I think of myself as a somewhat technologically-savvy person but now I have a better understanding of why some people have no use for recent technologies.
I was helping an unemployed veteran fill out an online application for a job with the Veterans Administration. So I helped him figure out how to access the Hotmail account that someone else set up for him, assigning him a password he didn't choose for himself. I helped him find the job listing for the job he already knew and to which he needed to apply. I helped him find the online application manager where he needed to key in his prepared answers to questions he had printed out. I leave him typing slowly while I continue with some paperwork.
Suddenly I hear a gasp. His laborious hunt and peck typing stops. He tells me that everything is gone. I tell myself it can't really be gone, as I walk back to the computer to discover that he has been logged out of the website. I help him log back in so he can continue with his application. Yes, even what he had typed while I at first was watching over his shoulder is indeed no longer in the application he was completing. That's what we all need - programs that log out ungracefully.
I ask myself, "Did this man accidentally click on something that logged him out?" I learn that in fact he did not click on anything by mistake. While entering text into the form, I see a window pop up with fine print telling him that he is about to be logged out unless he clicks a button in order to to stay online. Great, there is some kind of script in the web page that starts the logout process without any regard to ongoing keyboard or mouse activity.
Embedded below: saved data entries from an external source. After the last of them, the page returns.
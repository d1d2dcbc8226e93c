//! C1: Region — a fixed-size contiguous heap slab, bump allocator, and state machine.
//!
//! Grounded on the `policy::immix::block::{Block, BlockState}`: a `#[repr(C)]`
//! struct addressed by index, an explicit state enum with named `make_*` transition
//! methods, and side-table-style atomics (`AtomicUsize`/`AtomicU8`) for the fields multiple
//! threads touch concurrently (`top`, `live_data`, `critical_pins`).

use std::sync::atomic::{AtomicUsize, Ordering};
use std::sync::Mutex;
use std::time::{Duration, Instant};

use crate::error::fatal;
use crate::util::address::Address;

/// Allocation request origin.
#[derive(Debug, Clone, Copy, PartialEq, Eq)]
pub enum AllocKind {
    MutatorShared,
    MutatorTlab,
    CollectorShared,
    CollectorGclab,
}

impl AllocKind {
    #[inline]
    pub fn is_mutator(self) -> bool {
        matches!(self, AllocKind::MutatorShared | AllocKind::MutatorTlab)
    }

    #[inline]
    pub fn is_lab(self) -> bool {
        matches!(self, AllocKind::MutatorTlab | AllocKind::CollectorGclab)
    }
}

/// Region state machine. `Hash`/`Eq` so heuristics code can group regions by
/// state cheaply.
#[derive(Debug, Clone, Copy, PartialEq, Eq, Hash)]
pub enum RegionState {
    EmptyUncommitted,
    EmptyCommitted,
    Regular,
    HumongousStart,
    HumongousContinuation,
    Cset,
    Pinned,
    PinnedHumongousStart,
    Trash,
}

impl RegionState {
    const fn to_usize(self) -> usize {
        self as usize
    }

    fn from_usize(v: usize) -> Self {
        use RegionState::*;
        match v {
            0 => EmptyUncommitted,
            1 => EmptyCommitted,
            2 => Regular,
            3 => HumongousStart,
            4 => HumongousContinuation,
            5 => Cset,
            6 => Pinned,
            7 => PinnedHumongousStart,
            8 => Trash,
            _ => unreachable!("corrupt region state discriminant {v}"),
        }
    }

    /// Whether `self -> to` is one of the transitions the state machine permits. Encodes
    /// both the positive list and the explicitly forbidden list (the forbidden list is
    /// redundant with "not in the positive list" but we check it first so the panic message
    /// can cite the precise rule it violates).
    fn allows(self, to: RegionState) -> bool {
        use RegionState::*;
        match (self, to) {
            // Explicitly forbidden, kept as early, named rejections.
            (EmptyUncommitted, Trash) | (EmptyCommitted, Trash) => false,
            (Pinned, Trash) | (Pinned, Cset) => false,
            (HumongousStart, Cset) | (HumongousContinuation, Cset) => false,
            (PinnedHumongousStart, Cset) | (PinnedHumongousStart, Trash) => false,

            (EmptyUncommitted, EmptyCommitted) => true,
            (EmptyCommitted, EmptyUncommitted) => true,
            (EmptyCommitted, Regular) => true,
            (EmptyCommitted, HumongousStart) => true,
            (EmptyCommitted, HumongousContinuation) => true,

            (Regular, Cset) => true,
            (Regular, Pinned) => true,
            (Regular, Trash) => true,
            // The evacuation epilogue trashes a cset region once it has been fully
            // evacuated (§4.5: `CollectionSet::clear` doesn't itself transition regions).
            (Cset, Trash) => true,

            (HumongousStart, Pinned) | (HumongousStart, PinnedHumongousStart) => true,
            (HumongousStart, Trash) => true,
            (HumongousContinuation, Trash) => true,

            (Pinned, Regular) => true,
            (PinnedHumongousStart, HumongousStart) => true,

            (Trash, EmptyCommitted) => true,

            (a, b) if a == b => true,
            _ => false,
        }
    }
}

/// A fixed-size contiguous `[bottom, end)` heap slab. Created once at heap initialization;
/// its state mutates for the life of the process, but the region struct is never freed.
pub struct Region {
    pub index: usize,
    bottom: Address,
    end: Address,
    /// Next free word; bump-allocated. Atomic so concurrent allocators can race safely
    /// within this region under `allocate`.
    top: AtomicUsize,
    /// Full-GC compaction target; distinct from `top` so a compacting cycle can compute
    /// where live objects will end up before actually moving them.
    new_top: AtomicUsize,
    /// Upper bound of addresses needing reference-update scanning. Release-store on write,
    /// acquire-load on read.
    update_watermark: AtomicUsize,
    /// Atomic word count of marked-live data.
    live_data: AtomicUsize,
    tlab_allocs: AtomicUsize,
    gclab_allocs: AtomicUsize,
    critical_pins: AtomicUsize,
    /// Packed `RegionState` discriminant. An atomic rather than a plain field so a `Region`
    /// can live in a shared `Vec` and be transitioned through `&self` the same way `top` and
    /// `live_data` are — transitions are still single-writer by convention (heap lock or
    /// safepoint), this only removes the need for exclusive borrows to express that.
    state: AtomicUsize,
    /// True only for the first region of a humongous chain; continuations point back to it
    /// so that "Humongous-continuations reach Trash only via their start region's
    /// reclamation" can be enforced. `-1` (stored as `usize::MAX`) means "not
    /// part of a humongous chain".
    humongous_start_index: AtomicUsize,
    /// When this region last became `Empty-Committed`, for the `uncommit_delay_ms` idle
    /// sweep (§6). `None` whenever the region is in any other state.
    empty_since: Mutex<Option<Instant>>,
}

const NO_HUMONGOUS_START: usize = usize::MAX;

impl Region {
    pub fn new(index: usize, bottom: Address, end: Address) -> Region {
        Region {
            index,
            bottom,
            end,
            top: AtomicUsize::new(bottom.as_usize()),
            new_top: AtomicUsize::new(bottom.as_usize()),
            update_watermark: AtomicUsize::new(bottom.as_usize()),
            live_data: AtomicUsize::new(0),
            tlab_allocs: AtomicUsize::new(0),
            gclab_allocs: AtomicUsize::new(0),
            critical_pins: AtomicUsize::new(0),
            state: AtomicUsize::new(RegionState::EmptyUncommitted.to_usize()),
            humongous_start_index: AtomicUsize::new(NO_HUMONGOUS_START),
            empty_since: Mutex::new(None),
        }
    }

    #[inline]
    pub fn bottom(&self) -> Address {
        self.bottom
    }

    #[inline]
    pub fn end(&self) -> Address {
        self.end
    }

    #[inline]
    pub fn top(&self) -> Address {
        Address::from_usize(self.top.load(Ordering::Acquire))
    }

    #[inline]
    pub fn used_words(&self, word_size: usize) -> usize {
        (self.top() - self.bottom) / word_size
    }

    #[inline]
    pub fn capacity_words(&self, word_size: usize) -> usize {
        (self.end - self.bottom) / word_size
    }

    #[inline]
    pub fn free_words(&self, word_size: usize) -> usize {
        (self.end - self.top()) / word_size
    }

    #[inline]
    pub fn live_data_words(&self) -> usize {
        self.live_data.load(Ordering::Relaxed)
    }

    #[inline]
    pub fn garbage_words(&self, word_size: usize) -> usize {
        self.used_words(word_size).saturating_sub(self.live_data_words())
    }

    #[inline]
    pub fn state(&self) -> RegionState {
        RegionState::from_usize(self.state.load(Ordering::Acquire))
    }

    #[inline]
    pub fn is_pinned(&self) -> bool {
        self.critical_pins.load(Ordering::Acquire) > 0
    }

    #[inline]
    pub fn humongous_start_index(&self) -> Option<usize> {
        match self.humongous_start_index.load(Ordering::Acquire) {
            NO_HUMONGOUS_START => None,
            v => Some(v),
        }
    }

    #[inline]
    pub fn update_watermark(&self) -> Address {
        Address::from_usize(self.update_watermark.load(Ordering::Acquire))
    }

    pub fn set_update_watermark(&self, addr: Address) {
        debug_assert!(addr >= self.bottom && addr <= self.top());
        self.update_watermark.store(addr.as_usize(), Ordering::Release);
    }

    pub fn new_top(&self) -> Address {
        Address::from_usize(self.new_top.load(Ordering::Acquire))
    }

    pub fn set_new_top(&self, addr: Address) {
        self.new_top.store(addr.as_usize(), Ordering::Release);
    }

    pub fn tlab_allocs_words(&self) -> usize {
        self.tlab_allocs.load(Ordering::Relaxed)
    }

    pub fn gclab_allocs_words(&self) -> usize {
        self.gclab_allocs.load(Ordering::Relaxed)
    }

    /// Bump-pointer allocation within `[top, end)`. Aligned to `word_size`. Returns `None`
    /// on insufficient space. Caller holds the heap lock or operates at a safepoint — this
    /// method itself only needs the CAS to be race-free against other threads making the
    /// same promise.
    pub fn allocate(&self, words: usize, word_size: usize, kind: AllocKind) -> Option<Address> {
        let bytes = words * word_size;
        loop {
            let old = self.top.load(Ordering::Acquire);
            let new = old + bytes;
            if new > self.end.as_usize() {
                return None;
            }
            if self
                .top
                .compare_exchange_weak(old, new, Ordering::AcqRel, Ordering::Acquire)
                .is_ok()
            {
                match kind {
                    AllocKind::MutatorTlab => {
                        self.tlab_allocs.fetch_add(words, Ordering::Relaxed);
                    }
                    AllocKind::CollectorGclab => {
                        self.gclab_allocs.fetch_add(words, Ordering::Relaxed);
                    }
                    _ => {}
                }
                return Some(Address::from_usize(old));
            }
        }
    }

    /// Atomic add to the live-data counter. Used by the marker (which separately notifies
    /// the pacer, see [`crate::heuristics::Pacer`]) and by allocators during concurrent
    /// mark for implicit-live bookkeeping of newly allocated data.
    pub fn increase_live_data(&self, words: usize) {
        self.live_data.fetch_add(words, Ordering::Relaxed);
    }

    pub fn reset_live_data(&self) {
        self.live_data.store(0, Ordering::Relaxed);
    }

    /// Increments `critical_pins`; a region with nonzero pins may not be chosen for
    /// evacuation.
    pub fn pin(&self) {
        self.critical_pins.fetch_add(1, Ordering::AcqRel);
    }

    pub fn unpin(&self) {
        let prev = self.critical_pins.fetch_sub(1, Ordering::AcqRel);
        debug_assert!(prev > 0, "unpin() called on region {} with no pins", self.index);
    }

    fn transition(&self, to: RegionState) {
        let from = self.state();
        if !from.allows(to) {
            fatal::invalid_transition(self.index, from, to);
        }
        self.state.store(to.to_usize(), Ordering::Release);
        *self.empty_since.lock().unwrap() = (to == RegionState::EmptyCommitted).then(Instant::now);
    }

    /// How long this region has been sitting `Empty-Committed`, if it is one right now.
    pub fn idle_duration(&self) -> Option<Duration> {
        self.empty_since.lock().unwrap().map(|t| t.elapsed())
    }

    pub fn make_committed(&self) {
        self.transition(RegionState::EmptyCommitted);
    }

    pub fn make_uncommitted(&self) {
        self.transition(RegionState::EmptyUncommitted);
    }

    pub fn make_regular_alloc(&self) {
        self.transition(RegionState::Regular);
        self.humongous_start_index.store(NO_HUMONGOUS_START, Ordering::Release);
    }

    pub fn make_humongous_start(&self) {
        self.transition(RegionState::HumongousStart);
        self.humongous_start_index.store(self.index, Ordering::Release);
    }

    pub fn make_humongous_cont(&self, start_index: usize) {
        self.transition(RegionState::HumongousContinuation);
        self.humongous_start_index.store(start_index, Ordering::Release);
    }

    pub fn make_cset(&self) {
        self.transition(RegionState::Cset);
    }

    pub fn make_trash(&self) {
        // Continuations only trash alongside their start region; the collection-set
        // epilogue drives this, so it always supplies the owning start index.
        self.transition(RegionState::Trash);
    }

    pub fn make_pinned(&self) {
        match self.state() {
            RegionState::HumongousStart => self.transition(RegionState::PinnedHumongousStart),
            _ => self.transition(RegionState::Pinned),
        }
    }

    pub fn make_unpinned(&self) {
        match self.state() {
            RegionState::PinnedHumongousStart => self.transition(RegionState::HumongousStart),
            _ => self.transition(RegionState::Regular),
        }
    }

    /// Resets `top = bottom`, clears live data and watermarks; transitions Trash ->
    /// Empty-Committed. Preserves `index`.
    pub fn recycle(&self) {
        self.top.store(self.bottom.as_usize(), Ordering::Release);
        self.new_top.store(self.bottom.as_usize(), Ordering::Release);
        self.update_watermark
            .store(self.bottom.as_usize(), Ordering::Release);
        self.live_data.store(0, Ordering::Relaxed);
        self.tlab_allocs.store(0, Ordering::Relaxed);
        self.gclab_allocs.store(0, Ordering::Relaxed);
        self.transition(RegionState::EmptyCommitted);
        self.humongous_start_index.store(NO_HUMONGOUS_START, Ordering::Release);
    }

    /// `bottom <= update_watermark <= top <= end`.
    #[cfg(debug_assertions)]
    pub fn check_invariants(&self) {
        debug_assert!(self.bottom <= self.update_watermark());
        debug_assert!(self.update_watermark() <= self.top());
        debug_assert!(self.top() <= self.end);
    }
}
His answers eventually get entered into the application. I help him upload his resume to go along with the application. He still needs to submit one of his military forms to prove his army service. He has a hard copy of the necessary form but no way to scan it and attach it to the application. He has been told that veteran information is now online. It turns out that what is online is not access to an uploadable pdf file of his veterans information, but an online process to ask for a hard copy of his information to be mailed to him in a couple weeks. That's a great way to help him meet an application deadline - a deadline set by an organization that won't accept a mailed application.
We dig around on the application website and find that there is a way to fax documents that need to be part of his application. There is a link one can click to generate a fax cover page. Could anything be more foolproof? I look at the cover page as it is printing and notice that it has large boxes with large letters identifying his application. There is even a matrix barcode in two places to make sure the faxed document will be attached to the right application. "Now, that is a great use of technology," I say to myself. But before I carry the pages to the fax machine in the other room I take another look at the cover sheet.
The fax cover sheet does not include the number to which it is to be sent.
Honest. No recipient fax number.
It turns out that the destination fax number is buried in fine print in a web page of instructions for completing the application.
As if everybody who uses a fax machine keeps it right beside the computer monitor for ease of keying in the number of the destination fax.